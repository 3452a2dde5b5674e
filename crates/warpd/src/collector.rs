//! Input collector: per-warp fan-in of client keystrokes.
//!
//! Clients offer `{token, data}` chunks into a shared bounded queue. Each
//! client carries its own buffering budget (a semaphore released as chunks
//! are dequeued), so one chatty client cannot monopolize the queue and a
//! slow host consumer backpressures every sender fairly through the
//! channel's FIFO waiter order.
//!
//! Write-mode gating happens at the dequeue site in the warp's forward
//! loop, not here: a chunk buffered before a revoke must still be dropped.

use std::sync::Arc;

use tokio::sync::{OwnedSemaphorePermit, Semaphore, mpsc};

use warp_core::constants::{INPUT_PER_CLIENT_CHUNKS, INPUT_QUEUE_CHUNKS};
use warp_core::error::{Error, Result};
use warp_core::protocol::UserToken;

/// One chunk of client input waiting to be forwarded to the host.
pub struct InputChunk {
    pub token: UserToken,
    pub data: Vec<u8>,
    /// Held until the chunk is dequeued; releasing it frees one slot of
    /// the originating client's buffering budget.
    _permit: OwnedSemaphorePermit,
}

/// Shared intake side of a warp's input collector.
#[derive(Clone)]
pub struct InputCollector {
    tx: mpsc::Sender<InputChunk>,
}

impl InputCollector {
    /// Create the collector and the receiver drained by the host forward
    /// loop.
    pub fn new() -> (Self, mpsc::Receiver<InputChunk>) {
        let (tx, rx) = mpsc::channel(INPUT_QUEUE_CHUNKS);
        (Self { tx }, rx)
    }

    /// Create a per-client handle with its own buffering budget.
    pub fn client_handle(&self, token: UserToken) -> ClientInput {
        ClientInput {
            tx: self.tx.clone(),
            budget: Arc::new(Semaphore::new(INPUT_PER_CLIENT_CHUNKS)),
            token,
        }
    }
}

/// Per-client intake handle.
///
/// `offer` suspends once the client has [`INPUT_PER_CLIENT_CHUNKS`] chunks
/// in flight or the shared queue is full, which pushes backpressure onto
/// the client's socket.
pub struct ClientInput {
    tx: mpsc::Sender<InputChunk>,
    budget: Arc<Semaphore>,
    token: UserToken,
}

impl ClientInput {
    pub async fn offer(&self, data: Vec<u8>) -> Result<()> {
        let permit = Arc::clone(&self.budget)
            .acquire_owned()
            .await
            .map_err(|_| Error::ConnectionClosed)?;

        self.tx
            .send(InputChunk {
                token: self.token.clone(),
                data,
                _permit: permit,
            })
            .await
            .map_err(|_| Error::ConnectionClosed)
    }
}
//! Wire data model and message payloads for the warp protocol.
//!
//! Per PROTOCOL conventions: payloads are serialized with bincode behind a
//! 4-byte big-endian length prefix. Tokens are server-issued and opaque;
//! clients keep identity across sessions by resubmitting their token.

use std::collections::HashMap;
use std::fmt;

use rand::Rng;
use rand::distributions::Alphanumeric;
use serde::{Deserialize, Serialize};

use crate::constants::{
    DEFAULT_COLS, DEFAULT_ROWS, GUEST_TOKEN_PREFIX, HOST_TOKEN_PREFIX, TOKEN_SUFFIX_LEN,
};

// =============================================================================
// Identifiers
// =============================================================================

/// Identifier of a warp, chosen by the host at open time.
#[derive(Debug, Clone, PartialEq, Eq, Hash, Serialize, Deserialize)]
pub struct WarpId(String);

impl WarpId {
    pub fn new(id: impl Into<String>) -> Self {
        Self(id.into())
    }

    pub fn as_str(&self) -> &str {
        &self.0
    }
}

impl fmt::Display for WarpId {
    fn fmt(&self, f: &mut fmt::Formatter<'_>) -> fmt::Result {
        f.write_str(&self.0)
    }
}

/// Server-issued opaque token binding a party to a warp.
#[derive(Debug, Clone, PartialEq, Eq, Hash, Serialize, Deserialize)]
pub struct UserToken(String);

impl UserToken {
    pub fn new(token: impl Into<String>) -> Self {
        Self(token.into())
    }

    /// Issue a fresh token for a non-host user.
    pub fn generate_guest() -> Self {
        Self(format!("{GUEST_TOKEN_PREFIX}{}", random_suffix()))
    }

    /// Issue a fresh token for a host.
    pub fn generate_host() -> Self {
        Self(format!("{HOST_TOKEN_PREFIX}{}", random_suffix()))
    }

    pub fn as_str(&self) -> &str {
        &self.0
    }
}

impl fmt::Display for UserToken {
    fn fmt(&self, f: &mut fmt::Formatter<'_>) -> fmt::Result {
        f.write_str(&self.0)
    }
}

fn random_suffix() -> String {
    rand::thread_rng()
        .sample_iter(&Alphanumeric)
        .take(TOKEN_SUFFIX_LEN)
        .map(char::from)
        .collect()
}

// =============================================================================
// Modes
// =============================================================================

/// Capability bitset per user.
#[derive(Debug, Clone, Copy, PartialEq, Eq, Default, Serialize, Deserialize)]
pub struct Mode(u32);

impl Mode {
    /// May receive terminal output.
    pub const SHELL_READ: Mode = Mode(1);
    /// May inject input into the host terminal.
    pub const SHELL_WRITE: Mode = Mode(1 << 1);

    pub const fn empty() -> Self {
        Mode(0)
    }

    pub const fn union(self, other: Mode) -> Self {
        Mode(self.0 | other.0)
    }

    pub const fn contains(self, other: Mode) -> bool {
        self.0 & other.0 == other.0
    }

    pub fn insert(&mut self, other: Mode) {
        self.0 |= other.0;
    }

    pub fn remove(&mut self, other: Mode) {
        self.0 &= !other.0;
    }
}

// =============================================================================
// Users and Session State
// =============================================================================

/// Terminal window dimensions.
#[derive(Debug, Clone, Copy, PartialEq, Eq, Serialize, Deserialize)]
pub struct WindowSize {
    pub cols: u16,
    pub rows: u16,
}

impl Default for WindowSize {
    fn default() -> Self {
        Self {
            cols: DEFAULT_COLS,
            rows: DEFAULT_ROWS,
        }
    }
}

/// Snapshot of one connected user.
#[derive(Debug, Clone, PartialEq, Serialize, Deserialize)]
pub struct UserState {
    pub token: UserToken,
    pub username: String,
    pub mode: Mode,
    pub hosting: bool,
}

/// Authoritative summary of a warp, broadcast on every change.
#[derive(Debug, Clone, PartialEq, Serialize, Deserialize)]
pub struct SessionState {
    pub warp: WarpId,
    pub window_size: WindowSize,
    pub users: Vec<UserState>,
    /// True once the host has departed; the warp is being torn down.
    pub disconnected: bool,
}

impl SessionState {
    /// Look up a user snapshot by token.
    pub fn user(&self, token: &UserToken) -> Option<&UserState> {
        self.users.iter().find(|u| &u.token == token)
    }
}

// =============================================================================
// Message Payloads
// =============================================================================

/// Role declared in a session's hello.
#[derive(Debug, Clone, Copy, PartialEq, Eq, Serialize, Deserialize)]
pub enum SessionType {
    /// Streams terminal output; consumes authorized input.
    Host,
    /// Receives terminal output; may be granted write access.
    ShellClient,
}

/// First frame each side sends.
#[derive(Debug, Clone, PartialEq, Serialize, Deserialize)]
pub struct HelloPayload {
    /// Protocol version (must be [`crate::constants::PROTOCOL_VERSION`]).
    pub protocol_version: u32,
    pub session_type: SessionType,
    pub warp: WarpId,
    pub username: String,
    /// Previously issued token, if reconnecting. Absent tokens are issued.
    pub token: Option<UserToken>,
}

/// Host state push. Host-to-daemon frames leave `from` unset; the daemon
/// reuses the same shape to deliver client input to the host, recording the
/// originating token in `from`.
#[derive(Debug, Clone, PartialEq, Serialize, Deserialize)]
pub struct HostUpdatePayload {
    pub from: Option<UserToken>,
    pub window_size: WindowSize,
    /// Host's view of client modes. Merged into the user table: tokens
    /// absent from the map are left untouched.
    pub modes: HashMap<UserToken, Mode>,
    /// PTY output (host to daemon) or client keystrokes (daemon to host).
    pub data: Vec<u8>,
}

/// PTY input keystrokes from a client.
#[derive(Debug, Clone, PartialEq, Serialize, Deserialize)]
pub struct ClientUpdatePayload {
    pub data: Vec<u8>,
}

/// Host control command.
#[derive(Debug, Clone, Copy, PartialEq, Eq, Serialize, Deserialize)]
pub enum CommandKind {
    /// Request a state snapshot echo.
    State,
    /// Grant `SHELL_WRITE` to the listed users.
    Authorize,
    /// Remove `SHELL_WRITE` from the listed users (all non-hosts if empty).
    Revoke,
}

/// Control command submitted by the host session.
#[derive(Debug, Clone, PartialEq, Serialize, Deserialize)]
pub struct CommandPayload {
    pub kind: CommandKind,
    /// Usernames or tokens of connected non-host users.
    pub args: Vec<String>,
}

/// Coded error reported to one peer.
#[derive(Debug, Clone, PartialEq, Serialize, Deserialize)]
pub struct ErrorPayload {
    /// Short stable code, see [`error_code`].
    pub code: String,
    /// Human-readable message.
    pub message: String,
}

impl ErrorPayload {
    pub fn new(code: &str, message: impl Into<String>) -> Self {
        Self {
            code: code.to_string(),
            message: message.into(),
        }
    }
}

/// Stable wire error codes. `warp_in_use` and `warp_unknown` are relied on
/// verbatim by released clients and must never change.
pub mod error_code {
    pub const WARP_IN_USE: &str = "warp_in_use";
    pub const WARP_UNKNOWN: &str = "warp_unknown";
    pub const SLOW_CONSUMER: &str = "slow_consumer";
    pub const INTERNAL_ERROR: &str = "internal_error";
    pub const INVALID_COMMAND: &str = "invalid_command";
}

// =============================================================================
// Tests
// =============================================================================
//! Property-based tests for the protocol codec.
//!
//! These tests use proptest to verify:
//! - Codec roundtrip for arbitrary messages
//! - Codec never panics on arbitrary input
//! - Length prefix correctness

#![cfg(test)]

use std::collections::HashMap;

use bytes::BytesMut;
use proptest::prelude::*;

use crate::protocol::{
    ClientUpdatePayload, Codec, CommandKind, CommandPayload, ErrorPayload, FRAME_HEADER_LEN,
    HelloPayload, HostUpdatePayload, Message, Mode, SessionState, SessionType, UserState,
    UserToken, WarpId, WindowSize,
};

// =============================================================================
// Arbitrary Generators
// =============================================================================

fn arb_token() -> impl Strategy<Value = UserToken> {
    "[a-zA-Z0-9_]{1,24}".prop_map(UserToken::new)
}

fn arb_mode() -> impl Strategy<Value = Mode> {
    prop_oneof![
        Just(Mode::empty()),
        Just(Mode::SHELL_READ),
        Just(Mode::SHELL_WRITE),
        Just(Mode::SHELL_READ.union(Mode::SHELL_WRITE)),
    ]
}

prop_compose! {
    fn arb_window_size()(
        cols in 1u16..=500,
        rows in 1u16..=200,
    ) -> WindowSize {
        WindowSize { cols, rows }
    }
}

prop_compose! {
    fn arb_hello()(
        protocol_version in any::<u32>(),
        host in any::<bool>(),
        warp in "[a-z0-9-]{1,32}",
        username in "[a-zA-Z0-9]{1,16}",
        token in prop::option::of(arb_token()),
    ) -> HelloPayload {
        HelloPayload {
            protocol_version,
            session_type: if host { SessionType::Host } else { SessionType::ShellClient },
            warp: WarpId::new(warp),
            username,
            token,
        }
    }
}

prop_compose! {
    fn arb_host_update()(
        from in prop::option::of(arb_token()),
        window_size in arb_window_size(),
        modes in prop::collection::hash_map(arb_token(), arb_mode(), 0..8),
        data in prop::collection::vec(any::<u8>(), 0..1024),
    ) -> HostUpdatePayload {
        HostUpdatePayload {
            from,
            window_size,
            modes: modes.into_iter().collect::<HashMap<_, _>>(),
            data,
        }
    }
}

prop_compose! {
    fn arb_user_state()(
        token in arb_token(),
        username in "[a-zA-Z0-9]{1,16}",
        mode in arb_mode(),
        hosting in any::<bool>(),
    ) -> UserState {
        UserState { token, username, mode, hosting }
    }
}

prop_compose! {
    fn arb_session_state()(
        warp in "[a-z0-9-]{1,32}",
        window_size in arb_window_size(),
        users in prop::collection::vec(arb_user_state(), 0..8),
        disconnected in any::<bool>(),
    ) -> SessionState {
        SessionState {
            warp: WarpId::new(warp),
            window_size,
            users,
            disconnected,
        }
    }
}

fn arb_command_kind() -> impl Strategy<Value = CommandKind> {
    prop_oneof![
        Just(CommandKind::State),
        Just(CommandKind::Authorize),
        Just(CommandKind::Revoke),
    ]
}

fn arb_message() -> impl Strategy<Value = Message> {
    prop_oneof![
        arb_hello().prop_map(Message::Hello),
        arb_host_update().prop_map(Message::HostUpdate),
        prop::collection::vec(any::<u8>(), 0..1024)
            .prop_map(|data| Message::ClientUpdate(ClientUpdatePayload { data })),
        arb_session_state().prop_map(Message::State),
        ("[a-z_]{1,24}", "[ -~]{0,64}")
            .prop_map(|(code, message)| Message::Error(ErrorPayload { code, message })),
        (arb_command_kind(), prop::collection::vec("[a-zA-Z0-9_]{1,24}".prop_map(String::from), 0..4))
            .prop_map(|(kind, args)| Message::Command(CommandPayload { kind, args })),
    ]
}

// =============================================================================
// Properties
// =============================================================================

proptest! {
    #[test]
    fn roundtrip_arbitrary_message(msg in arb_message()) {
        let encoded = Codec::encode(&msg).unwrap();
        let decoded = Codec::decode_slice(&encoded).unwrap().unwrap();
        prop_assert_eq!(msg, decoded);
    }

    #[test]
    fn length_prefix_matches_payload(msg in arb_message()) {
        let encoded = Codec::encode(&msg).unwrap();
        let len = u32::from_be_bytes([encoded[0], encoded[1], encoded[2], encoded[3]]) as usize;
        prop_assert_eq!(len, encoded.len() - FRAME_HEADER_LEN);
    }

    #[test]
    fn decode_never_panics_on_garbage(data in prop::collection::vec(any::<u8>(), 0..2048)) {
        let mut buf = BytesMut::from(&data[..]);
        let _ = Codec::decode(&mut buf);
    }

    #[test]
    fn truncated_frames_never_consume(msg in arb_message(), cut in 1usize..16) {
        let encoded = Codec::encode(&msg).unwrap();
        let keep = encoded.len().saturating_sub(cut);
        let mut buf = BytesMut::from(&encoded[..keep]);
        let before = buf.len();
        if Codec::decode(&mut buf).unwrap().is_none() {
            prop_assert_eq!(buf.len(), before);
        }
    }
}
• • •
TRY IT:
Read through the entries and count the lines where "intake" appears; respond with the number only.

EXERCISE RESULT:
2